▸ What you are asked to do: Please copy every line of the data in which the string "serde" appears.

▸ Data to examine:

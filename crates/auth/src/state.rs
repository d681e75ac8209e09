use chrono::{DateTime, Utc};
use serde::{Deserialize, Serialize};

use crate::token::TokenValidator;

/// Authenticated identity attached to a request.
#[derive(Debug, Clone, PartialEq, Eq, Hash, Serialize, Deserialize)]
#[serde(transparent)]
pub struct Identity(String);

impl Identity {
    pub fn new(username: impl Into<String>) -> Self {
        Self(username.into())
    }

    pub fn username(&self) -> &str {
        &self.0
    }
}

impl core::fmt::Display for Identity {
    fn fmt(&self, f: &mut core::fmt::Formatter<'_>) -> core::fmt::Result {
        f.write_str(&self.0)
    }
}

/// Per-request authentication state.
///
/// Token problems never reject a request on their own: they leave it
/// `Unauthenticated`, and only handlers that need an identity refuse it.
#[derive(Debug, Clone, PartialEq, Eq, Default)]
pub enum AuthState {
    #[default]
    Unauthenticated,
    Authenticated(Identity),
}

impl AuthState {
    /// Resolve the state from a raw `Authorization` header value.
    pub fn from_authorization(
        header: Option<&str>,
        validator: &dyn TokenValidator,
        now: DateTime<Utc>,
    ) -> Self {
        let Some(token) = header.and_then(bearer_token) else {
            return Self::Unauthenticated;
        };

        match validator.validate(token, now) {
            Ok(identity) => Self::Authenticated(identity),
            Err(e) => {
                tracing::warn!(error = %e, "bearer token rejected; continuing unauthenticated");
                Self::Unauthenticated
            }
        }
    }

    pub fn identity(&self) -> Option<&Identity> {
        match self {
            Self::Authenticated(identity) => Some(identity),
            Self::Unauthenticated => None,
        }
    }
}

/// Extract the token from `Bearer <token>`; anything else is `None`.
pub fn bearer_token(header: &str) -> Option<&str> {
    let token = header.strip_prefix("Bearer ")?.trim();
    if token.is_empty() { None } else { Some(token) }
}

▸ Written answer:
use serde::{Deserialize, Serialize};
#[serde(transparent)]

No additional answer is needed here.